Literature DB >> 18694956

Development of intergenotypic chimeric replicons to determine the broad-spectrum antiviral activities of hepatitis C virus polymerase inhibitors.

Koleen J Herlihy1, Joanne P Graham, Robert Kumpf, Amy K Patick, Rohit Duggal, Stephanie T Shi.   

Abstract

To address the need for broad-spectrum antiviral activity characterization of hepatitis C virus (HCV) polymerase inhibitors, we created a panel of intergenotypic chimeric replicons containing nonstructural (NS) protein NS5B sequences from genotype 2b (GT2b), GT3a, GT4a, GT5a, and GT6a HCV isolates. Viral RNA extracted from non-GT1 HCV patient plasma was subjected to reverse transcription. The NS5B region was amplified by nested PCR and introduced into the corresponding region of the GT1b (Con-1) subgenomic reporter replicon by Splicing by Overlap Extension (SOEing) PCR. Stable cell lines were generated with replication-competent chimeras for in vitro antiviral activity determination of HCV nonnucleoside polymerase inhibitors (NNIs) that target different regions of the protein. Compounds that bind to the NNI2 (thiophene carboxylic acid) or NNI3 (benzothiadiazine) allosteric sites showed 8- to >1,280-fold reductions in antiviral activity against non-GT1 NS5B chimeric replicons compared to that against the GT1b subgenomic replicon. Smaller reductions in susceptibility, ranging from 0.2- to 33-fold, were observed for the inhibitor binding to the NNI1 (benzimidazole) site.
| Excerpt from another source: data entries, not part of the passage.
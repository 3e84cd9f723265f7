//! HID interface readiness flag.
//!
//! Written only by the USB state handler, read by the dispatcher before
//! every output. Only the latest state is kept.

use core::sync::atomic::{AtomicBool, Ordering};

use crate::macros::info;

pub struct ReadyFlag(AtomicBool);

impl ReadyFlag {
    /// Starts out not ready.
    pub const fn new() -> Self {
        Self(AtomicBool::new(false))
    }

    pub fn set(&self, ready: bool) {
        let was = self.0.swap(ready, Ordering::Release);
        if was != ready {
            info!(
                "HID keyboard interface is {}",
                if ready { "ready" } else { "not ready" }
            );
        }
    }

    pub fn is_ready(&self) -> bool {
        self.0.load(Ordering::Acquire)
    }
}

impl Default for ReadyFlag {
    fn default() -> Self {
        Self::new()
    }
}
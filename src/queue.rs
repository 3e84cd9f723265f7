//! Bounded hand-off between the input producer and the dispatcher.
//!
//! The producer side never waits: a full queue drops the event. The
//! consumer side waits for the next event in FIFO order.

use embassy_sync::blocking_mutex::raw::CriticalSectionRawMutex;
use embassy_sync::channel::{Channel, TrySendError};

use crate::config::EVENT_QUEUE_CAPACITY;
use crate::error::Error;
use crate::event::KeyEvent;
use crate::macros::error;

/// Fixed-capacity FIFO of [`KeyEvent`]s.
pub struct EventQueue {
    channel: Channel<CriticalSectionRawMutex, KeyEvent, EVENT_QUEUE_CAPACITY>,
}

impl EventQueue {
    pub const fn new() -> Self {
        Self {
            channel: Channel::new(),
        }
    }

    /// Enqueue without blocking. A full queue rejects the event.
    pub fn try_push(&self, event: KeyEvent) -> Result<(), Error> {
        self.channel
            .try_send(event)
            .map_err(|TrySendError::Full(_)| Error::QueueFull)
    }

    /// Wait for the oldest queued event.
    pub async fn pop(&self) -> KeyEvent {
        self.channel.receive().await
    }

    /// Take the oldest queued event if there is one.
    pub fn try_pop(&self) -> Option<KeyEvent> {
        self.channel.try_receive().ok()
    }

    pub fn len(&self) -> usize {
        self.channel.len()
    }

    pub fn is_empty(&self) -> bool {
        self.channel.is_empty()
    }
}

impl Default for EventQueue {
    fn default() -> Self {
        Self::new()
    }
}

/// Producer handle given to the input source.
///
/// `report` is O(1) and allocation free, safe to call from a
/// latency-sensitive context.
#[derive(Clone, Copy)]
pub struct InputProducer<'a> {
    queue: &'a EventQueue,
}

impl<'a> InputProducer<'a> {
    pub const fn new(queue: &'a EventQueue) -> Self {
        Self { queue }
    }

    /// Wrap a raw `(code, value)` transition and enqueue it.
    ///
    /// On overflow the event is dropped and logged; the input source is
    /// never held up.
    pub fn report(&self, code: u16, value: i32) -> Result<(), Error> {
        let event = KeyEvent::new(code, value);
        self.queue.try_push(event).inspect_err(|_| {
            error!("Failed to put new input event (code {}, value {})", code, value);
        })
    }
}
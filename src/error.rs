//! Unified error type for sudo-button.
//!
//! We avoid `alloc` - all error variants carry only fixed-size data.
//! Every runtime error is local: the caller logs it and carries on.

/// Top-level error type used across the pipeline.
#[derive(Debug, Clone, Copy, PartialEq, Eq)]
#[cfg_attr(feature = "defmt", derive(defmt::Format))]
pub enum Error {
    /// The event queue was full; the event was dropped.
    QueueFull,

    /// The HID interface is not configured by the host yet.
    NotReady,

    /// The transport refused a report.
    Submit(SubmitError),

    /// The host addressed a report type we do not handle.
    UnsupportedReport,
}

/// Reasons the HID endpoint can refuse a report.
#[derive(Debug, Clone, Copy, PartialEq, Eq)]
#[cfg_attr(feature = "defmt", derive(defmt::Format))]
pub enum SubmitError {
    /// Report larger than the endpoint's max packet size.
    BufferOverflow,
    /// Endpoint is disabled (bus reset, unplugged or not configured).
    Disabled,
}

// Convenience conversions

impl From<SubmitError> for Error {
    fn from(e: SubmitError) -> Self {
        Error::Submit(e)
    }
}
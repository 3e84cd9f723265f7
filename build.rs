//! Build script - copies the linker script into the output directory
//! so that the linker can find it at link time.

use std::env;
use std::fs;
use std::path::PathBuf;

fn main() {
    let out_dir = PathBuf::from(env::var("OUT_DIR").unwrap());

    // Copy memory.x to OUT_DIR
    fs::copy("memory.x", out_dir.join("memory.x")).unwrap();

    // Tell cargo to look for linker scripts in OUT_DIR
    println!("cargo:rustc-link-search={}", out_dir.display());

    // Only the firmware binary links against cortex-m-rt and defmt.
    if env::var_os("CARGO_FEATURE_EMBEDDED").is_some() {
        println!("cargo:rustc-link-arg-bins=--nmagic");
        println!("cargo:rustc-link-arg-bins=-Tlink.x");
        println!("cargo:rustc-link-arg-bins=-Tdefmt.x");
    }

    // Rebuild if the linker script changes
    println!("cargo:rerun-if-changed=memory.x");
    println!("cargo:rerun-if-changed=build.rs");
}
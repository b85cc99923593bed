//! Classifies incoming reaction and recall events and dispatches them to
//! the engine.
//!
//! A reaction is classified once, by the message it landed on, into a
//! [`ReactionTarget`]; the emoji id alone never decides anything (CONFIRM
//! and YAY share an id, as do DENY and NAY).

use crate::cache::VolatileCache;
use crate::emoji;
use crate::engine::{GameEngine, VoteTally};
use crate::error::{EngineError, Error, Result};
use crate::gateway::{AuthOracle, ChatGateway, StructuredMessage};
use crate::store::{GameRow, Store};
use crate::GameId;
use std::sync::Arc;
use std::time::Duration;

/// A reaction notice from the chat platform.
#[derive(Debug, Clone)]
pub struct ReactionEvent {
    pub group_id: String,
    pub message_id: String,
    pub user_id: String,
    pub emoji_id: u32,
    pub is_add: bool,
}

/// A message-recall notice from the chat platform.
#[derive(Debug, Clone)]
pub struct RecallEvent {
    pub group_id: String,
    pub message_id: String,
}

/// A group message replying to another message, as forwarded by the
/// platform adapter for custom-input detection.
#[derive(Debug, Clone)]
pub struct CustomInputSubmission {
    pub group_id: String,
    pub user_id: String,
    pub message_id: String,
    pub replied_to_message_id: String,
    pub text: String,
    pub mentions_bot: bool,
}

/// What a reaction is aimed at, resolved from one lookup pass.
#[derive(Debug, Clone, PartialEq, Eq)]
pub enum ReactionTarget {
    /// A pending new-game proposal preview.
    Proposal(String),
    /// The game's current main message.
    MainMessage(GameId),
    /// One of the game's custom input candidates.
    CustomInput(GameId, String),
}

enum CandidateRemoval {
    AdminCancel,
    AuthorRecall,
}

/// Routes chat events into engine operations.
pub struct ReactionRouter {
    store: Store,
    cache: Arc<VolatileCache>,
    engine: Arc<GameEngine>,
    tally: Arc<VoteTally>,
    gateway: Arc<dyn ChatGateway>,
    auth: Arc<dyn AuthOracle>,
    /// The bot's own user id; self-reactions are dropped.
    self_user_id: String,
    pending_timeout: Duration,
}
The inhibitor binding to the NNI4 (benzofuran) site showed broad-spectrum antiviral activity against all chimeric replicons evaluated in this study. In conclusion, evaluation of HCV NNIs against intergenotypic chimeric replicons showed differences in activity spectrum for inhibitors that target different regions of the enzyme, some of which could be associated with specific residues that differ between GT1 and non-GT1 polymerases. Our study demonstrates the utility of chimeric replicons for broad-spectrum activity determination of HCV inhibitors.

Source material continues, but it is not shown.